Accusations of phone hacking at the News of the World drew international attention, led to the newspaper's closure in July 2011 after 168 years of publication and prompted the high-profile Leveson Inquiry. The trial will begin in Court 12 at the Old Bailey today.
So who is facing trial and what are they charged with?
Brooks, who resigned as chief executive of News International in July 2011, faces five charges relating to conspiracy to hack phones, commit misconduct in public office and pervert the course of justice. Coulson, who resigned as David Cameron's former director of communications in January 2011, faces three charges in relation to his time as editor of the News of the World. These relate to conspiracy to hack phones and commit misconduct in public office. Ian Edmondson, the paper's former head of news, and Stuart Kuttner, the former managing editor, both face phone-hacking charges, while Clive Goodman, the former royal editor, is charged with two counts of conspiracy relating to alleged payments to public officials. Brooks's husband Charlie Brooks, her former PA Cheryl Carter and News International's head of security Mark Hanna are also charged with conspiracy to pervert the course of justice. All eight have pleaded not guilty to the charges and are fighting to prove their innocence.
How long will the trial last?
Because of the large number of defendants and the range of different charges, the case is expected to take "months" to complete. Even just selecting a jury is expected to take an entire day, and the trial proper will begin later this week.
Has anyone else been charged?
Scotland Yard has spent two years and £15m probing hundreds of allegations of phone hacking, bribery and other criminal activity at UK newspapers. More than 100 people have been arrested and at least 20 have been charged under three operations codenamed Weeting, Elveden and Tuleta.

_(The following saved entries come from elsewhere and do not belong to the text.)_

//! HTTP fetcher implementation
//!
//! This module handles all HTTP requests for the crawler, including:
//! - Building HTTP clients with proper user agent strings
//! - Classifying transport failures into retryable and terminal ones
//! - Retrying connection failures and read timeouts with fixed delays
//! - Turning HTTP 404 into an empty document
//!
//! The network sits behind the [`Transport`] trait so the retry logic can be
//! driven by a fake transport and tokio's paused clock in tests.

use crate::config::{CrawlerConfig, UserAgentConfig};
use async_trait::async_trait;
use reqwest::{redirect::Policy, Client, StatusCode};
use std::time::Duration;
use thiserror::Error;
use tokio::time::Instant;

/// A response as seen by the transport layer
#[derive(Debug, Clone)]
pub struct RawResponse {
    /// HTTP status code
    pub status_code: u16,

    /// Final URL after redirects
    pub final_url: String,

    /// Response body
    pub body: String,
}

/// Failures reported by a [`Transport`]
#[derive(Debug, Clone, Error)]
pub enum TransportError {
    /// Connection refused, DNS failure, connect timeout
    #[error("connection failed: {0}")]
    Connect(String),

    /// The server accepted the connection but did not answer in time
    #[error("read timed out: {0}")]
    ReadTimeout(String),

    /// Anything that will not get better by retrying
    #[error("{0}")]
    Other(String),
}

/// Terminal fetch failures surfaced to the caller
#[derive(Debug, Clone, Error)]
pub enum FetchError {
    #[error("request to {url} failed: {message}")]
    Request { url: String, message: String },
}

/// Issues a single GET request
#[async_trait]
pub trait Transport: Send + Sync {
    async fn get(&self, url: &str) -> Result<RawResponse, TransportError>;
}

/// [`Transport`] backed by a reqwest client
pub struct HttpTransport {
    client: Client,
}

impl HttpTransport {
    pub fn new(client: Client) -> Self {
        Self { client }
    }

    /// Builds the transport from the crawler configuration
    pub fn from_config(
        user_agent: &UserAgentConfig,
        crawler: &CrawlerConfig,
    ) -> Result<Self, reqwest::Error> {
        Ok(Self::new(build_http_client(
            user_agent,
            crawler.request_timeout(),
        )?))
    }
}

#[async_trait]
impl Transport for HttpTransport {
    async fn get(&self, url: &str) -> Result<RawResponse, TransportError> {
        let response = self.client.get(url).send().await.map_err(classify)?;
        let status_code = response.status().as_u16();
        let final_url = response.url().to_string();

        if response.status() == StatusCode::NOT_FOUND {
            return Ok(RawResponse {
                status_code,
                final_url,
                body: String::new(),
            });
        }

        let body = response.text().await.map_err(classify)?;
        Ok(RawResponse {
            status_code,
            final_url,
            body,
        })
    }
}

/// Maps a reqwest error onto the retry taxonomy
///
/// Connect errors are checked first: a connect timeout is a connection
/// failure, not a read timeout.
fn classify(error: reqwest::Error) -> TransportError {
    if error.is_connect() {
        TransportError::Connect(error.to_string())
    } else if error.is_timeout() {
        TransportError::ReadTimeout(error.to_string())
    } else {
        TransportError::Other(error.to_string())
    }
}

/// Builds an HTTP client with proper configuration
///
/// # Example
///
/// ```no_run
/// use std::time::Duration;
/// use wordwatch::config::UserAgentConfig;
/// use wordwatch::crawler::build_http_client;
///
/// let config = UserAgentConfig {
///     crawler_name: "Wordwatch".to_string(),
///     crawler_version: "1.0".to_string(),
///     contact_url: "https://example.com/about".to_string(),
///     contact_email: "admin@example.com".to_string(),
/// };
///
/// let client = build_http_client(&config, Duration::from_secs(15)).unwrap();
/// ```
pub fn build_http_client(
    config: &UserAgentConfig,
    timeout: Duration,
) -> Result<Client, reqwest::Error> {
    Client::builder()
        .user_agent(config.header_value())
        .timeout(timeout)
        .connect_timeout(timeout)
        .redirect(Policy::limited(10))
        .gzip(true)
        .brotli(true)
        .build()
}

/// Fixed delays applied between retries
#[derive(Debug, Clone, Copy, PartialEq, Eq)]
pub struct RetryPolicy {
    /// Wait after a connection failure
    pub connect_delay: Duration,

    /// Wait after a read timeout
    pub read_timeout_delay: Duration,
}

impl Default for RetryPolicy {
    fn default() -> Self {
        Self {
            connect_delay: Duration::from_secs(5),
            read_timeout_delay: Duration::from_secs(2),
        }
    }
}

impl RetryPolicy {
    pub fn from_config(config: &CrawlerConfig) -> Self {
        Self {
            connect_delay: config.connect_retry_delay(),
            read_timeout_delay: config.read_timeout_retry_delay(),
        }
    }
}

/// A fetched page
#[derive(Debug, Clone)]
pub struct Document {
    /// The URL that was requested
    pub url: String,

    /// HTTP status code of the final attempt
    pub status_code: u16,

    /// Time taken by the final attempt
    pub elapsed: Duration,

    /// Number of transient failures retried before this result
    pub retries: u32,

    /// Page body; empty for a 404
    pub body: String,
}

impl Document {
    pub fn is_not_found(&self) -> bool {
        self.status_code == StatusCode::NOT_FOUND.as_u16()
    }
}

/// Fetches documents, retrying transient failures forever
pub struct Fetcher<T> {
    transport: T,
    retry: RetryPolicy,
}

impl<T: Transport> Fetcher<T> {
    pub fn new(transport: T, retry: RetryPolicy) -> Self {
        Self { transport, retry }
    }

    /// Fetches a URL
    ///
    /// # Retry Logic
    ///
    /// | Condition | Action |
    /// |-----------|--------|
    /// | Connection failure | Retry after `connect_delay`, no limit |
    /// | Read timeout | Retry after `read_timeout_delay`, no limit |
    /// | HTTP 404 | Empty document |
    /// | Other HTTP status | Document with the body as served |
    /// | Other transport error | `FetchError` |
    pub async fn fetch(&self, url: &str) -> Result<Document, FetchError> {
        let mut retries = 0;

        loop {
            let started = Instant::now();
            let attempt = self.transport.get(url).await;
            let elapsed = started.elapsed();

            let delay = match attempt {
                Ok(response) => return Ok(self.finish(url, response, elapsed, retries)),
                Err(TransportError::Connect(reason)) => {
                    tracing::warn!(
                        "Connection error for {}, retry in {:?}: {}",
                        url,
                        self.retry.connect_delay,
                        reason
                    );
                    self.retry.connect_delay
                }
                Err(TransportError::ReadTimeout(reason)) => {
                    tracing::warn!(
                        "Read timeout for {}, retry in {:?}: {}",
                        url,
                        self.retry.read_timeout_delay,
                        reason
                    );
                    self.retry.read_timeout_delay
                }
                Err(TransportError::Other(message)) => {
                    return Err(FetchError::Request {
                        url: url.to_string(),
                        message,
                    });
                }
            };

            retries += 1;
            tokio::time::sleep(delay).await;
        }
    }

    fn finish(&self, url: &str, response: RawResponse, elapsed: Duration, retries: u32) -> Document {
        let not_found = response.status_code == StatusCode::NOT_FOUND.as_u16();

        if not_found {
            tracing::warn!(
                url,
                status_code = response.status_code,
                elapsed_secs = elapsed.as_secs_f64(),
                "404 Not Found, treating as empty page"
            );
        } else {
            tracing::info!(
                url,
                status_code = response.status_code,
                elapsed_secs = elapsed.as_secs_f64(),
                "Fetched page"
            );
        }

        if response.final_url != url {
            tracing::debug!("{} redirected to {}", url, response.final_url);
        }

        Document {
            url: url.to_string(),
            status_code: response.status_code,
            elapsed,
            retries,
            body: if not_found { String::new() } else { response.body },
        }
    }
}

What is the difference between the three operations?
Operation Weeting was set up to investigate alleged phone hacking, primarily at the News of the World. The majority of arrests have come under Operation Elveden, which is investigating alleged payments made to public officials by journalists. A further 20 people have been arrested under Operation Tuleta, which was set up to investigate allegations of computer hacking.

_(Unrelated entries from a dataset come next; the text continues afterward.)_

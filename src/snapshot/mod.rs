//! Snapshot records produced by a crawl pass
//!
//! These types define the JSON shape shared by the backup files and the
//! stored payloads: camelCase field names, with the site record keyed by
//! `_id`.

use crate::crawler::WordDictionary;
use chrono::{DateTime, Utc};
use serde::{Deserialize, Serialize};

/// An article link discovered on a front page
#[derive(Debug, Clone, PartialEq, Eq)]
pub struct ArticleLink {
    pub url: String,
    pub title: String,
}

/// Counts for one page
#[derive(Debug, Clone, PartialEq, Eq, Serialize, Deserialize)]
#[serde(rename_all = "camelCase")]
pub struct PageSnapshot {
    pub total_words: WordDictionary,

    /// Number of article blocks, set only for the front page
    #[serde(default, skip_serializing_if = "Option::is_none")]
    pub total_articles: Option<usize>,
}

/// Counts for one followed article
#[derive(Debug, Clone, PartialEq, Eq, Serialize, Deserialize)]
#[serde(rename_all = "camelCase")]
pub struct ArticleResult {
    pub total_words: WordDictionary,
    pub article_name: String,
    pub article_link: String,
}

/// Aggregate over all followed articles
#[derive(Debug, Clone, PartialEq, Eq, Serialize, Deserialize)]
#[serde(rename_all = "camelCase")]
pub struct ArticlesSnapshot {
    /// Elementwise sum of every article's counts
    pub total_words: WordDictionary,

    pub total_articles: usize,

    #[serde(default, skip_serializing_if = "Option::is_none")]
    pub articles: Option<Vec<ArticleResult>>,
}

/// One timestamped pass over one site
#[derive(Debug, Clone, PartialEq, Eq, Serialize, Deserialize)]
#[serde(rename_all = "camelCase")]
pub struct CrawlSnapshot {
    pub created_at: DateTime<Utc>,
    pub main_page: PageSnapshot,
    pub main_page_articles: ArticlesSnapshot,
}

/// The full history of one site
#[derive(Debug, Clone, PartialEq, Eq, Serialize, Deserialize)]
#[serde(rename_all = "camelCase")]
pub struct SiteRecord {
    #[serde(rename = "_id")]
    pub name: String,

    pub url: String,

    /// When the site was first stored
    pub created_at: DateTime<Utc>,

    /// When the latest snapshot was committed
    pub updated_at: DateTime<Utc>,

    /// Snapshots in chronological order
    #[serde(default)]
    pub data: Vec<CrawlSnapshot>,
}

impl SiteRecord {
    pub fn new(name: impl Into<String>, url: impl Into<String>, now: DateTime<Utc>) -> Self {
        Self {
            name: name.into(),
            url: url.into(),
            created_at: now,
            updated_at: now,
            data: Vec::new(),
        }
    }

    /// Appends a snapshot committed at `at`
    ///
    /// `updated_at` never moves backwards.
    pub fn append(&mut self, snapshot: CrawlSnapshot, at: DateTime<Utc>) {
        self.data.push(snapshot);
        if at > self.updated_at {
            self.updated_at = at;
        }
    }

    pub fn latest(&self) -> Option<&CrawlSnapshot> {
        self.data.last()
    }
}

/// Assembles a [`CrawlSnapshot`] as a pass progresses
pub struct SnapshotBuilder {
    created_at: DateTime<Utc>,
    terms: Vec<String>,
    include_articles: bool,
    main_page: Option<PageSnapshot>,
    articles: Vec<ArticleResult>,
}

impl SnapshotBuilder {
    /// Starts a snapshot for a pass that began at `created_at`
    pub fn new(created_at: DateTime<Utc>, terms: &[String], include_articles: bool) -> Self {
        Self {
            created_at,
            terms: terms.to_vec(),
            include_articles,
            main_page: None,
            articles: Vec::new(),
        }
    }

    pub fn main_page(mut self, total_words: WordDictionary, total_articles: usize) -> Self {
        self.main_page = Some(PageSnapshot {
            total_words,
            total_articles: Some(total_articles),
        });
        self
    }

    pub fn push_article(&mut self, article: ArticleResult) {
        self.articles.push(article);
    }

    pub fn article_count(&self) -> usize {
        self.articles.len()
    }

    pub fn build(self) -> CrawlSnapshot {
        let mut total_words = WordDictionary::zeroed(&self.terms);
        for article in &self.articles {
            total_words += &article.total_words;
        }

        let main_page = self.main_page.unwrap_or_else(|| PageSnapshot {
            total_words: WordDictionary::zeroed(&self.terms),
            total_articles: Some(0),
        });

        CrawlSnapshot {
            created_at: self.created_at,
            main_page,
            main_page_articles: ArticlesSnapshot {
                total_words,
                total_articles: self.articles.len(),
                articles: self.include_articles.then_some(self.articles),
            },
        }
    }
}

Has anyone been convicted?
So far only two people have been convicted and both are police officers. A detective chief inspector from the Metropolitan Police was sentenced to 15 months in prison in January after being found guilty of offering to sell inside information about the phone-hacking inquiry. A Metropolitan police constable was sentenced to two years in prison in March after pleading guilty to conspiring to commit misconduct in public office. This included leaking security arrangements for Kate Middleton.
How will the trial impact upon the newspaper industry?

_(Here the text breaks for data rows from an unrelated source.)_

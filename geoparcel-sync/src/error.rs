//! Error types for ledger synchronization

use geoparcel_spatial::SpatialError;
use thiserror::Error;

/// Errors from sync operations
#[derive(Debug, Error)]
pub enum SyncError {
    /// Ledger connectivity lost or unreachable; retried by the event source
    #[error("Ledger transport error: {0}")]
    Transport(String),

    /// Ledger refused the request and retrying will not help (e.g. 401/403)
    #[error("Ledger rejected request: {0}")]
    Fatal(String),

    /// Event payload could not be decoded
    #[error("Decode error: {0}")]
    Decode(#[from] DecodeError),

    /// Contour index failure
    #[error("Index error: {0}")]
    Index(#[from] SpatialError),

    /// Key-value store failure
    #[error("Storage error: {0}")]
    Storage(String),

    /// JSON serialization/deserialization error
    #[error("JSON error: {0}")]
    Json(#[from] serde_json::Error),

    /// Configuration or lifecycle misuse
    #[error("Configuration error: {0}")]
    Config(String),

    /// I/O error
    #[error("I/O error: {0}")]
    Io(#[from] std::io::Error),
}

impl SyncError {
    pub fn transport(msg: impl Into<String>) -> Self {
        Self::Transport(msg.into())
    }

    pub fn storage(msg: impl Into<String>) -> Self {
        Self::Storage(msg.into())
    }

    /// Whether the event source should reconnect and retry.
    pub fn is_transport(&self) -> bool {
        matches!(self, Self::Transport(_))
    }
}

impl From<reqwest::Error> for SyncError {
    fn from(e: reqwest::Error) -> Self {
        SyncError::Transport(e.to_string())
    }
}

/// A ledger event whose payload cannot be turned into a contour change.
#[derive(Debug, Clone, PartialEq, Eq, Error)]
pub enum DecodeError {
    #[error("invalid token id {0:?}")]
    TokenId(String),

    #[error("invalid contour vertex {value:?} at index {index}")]
    Vertex { index: usize, value: String },
}

pub type Result<T> = std::result::Result<T, SyncError>;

The Leveson inquiry, set up by David Cameron in July 2011, put press regulation firmly in the spotlight. The Old Bailey trial coincides with a 30 October deadline for the government's decision on press regulation. "The timing is brilliant for those seeking to regulate the press for the first time in 300 years," says The Week's political insider The Mole. This includes the three main political parties and the campaign group Hacked Off. National newspapers - bar The Guardian and FT - have rejected the proposal, describing it as "state-sponsored regulation". But as Murdoch executives face the prospect of long jail sentences if found guilty, the public are unlikely to lift a finger to stop the press being regulated.
What does the trial mean for David Cameron?
Cameron's judgement in appointing Coulson as his communications director has come under fire in the past. The Prime Minister was himself grilled on his relationships with senior News Corp executives at the Leveson Inquiry last year. Cameron, Brooks and her husband Charlie were members of the so-called Chipping Norton set, made up of influential figures living in the Oxfordshire countryside. Coulson was also a member of his inner circle, elements of which he brought with him to Downing Street. So far deputy prime minister Nick Clegg has shied away from exploiting Cameron's embarrassment but this might change as the general election approaches. Today MPs have been warned by the Solicitor-General Oliver Heald not to commit contempt of court by debating the criminal trial.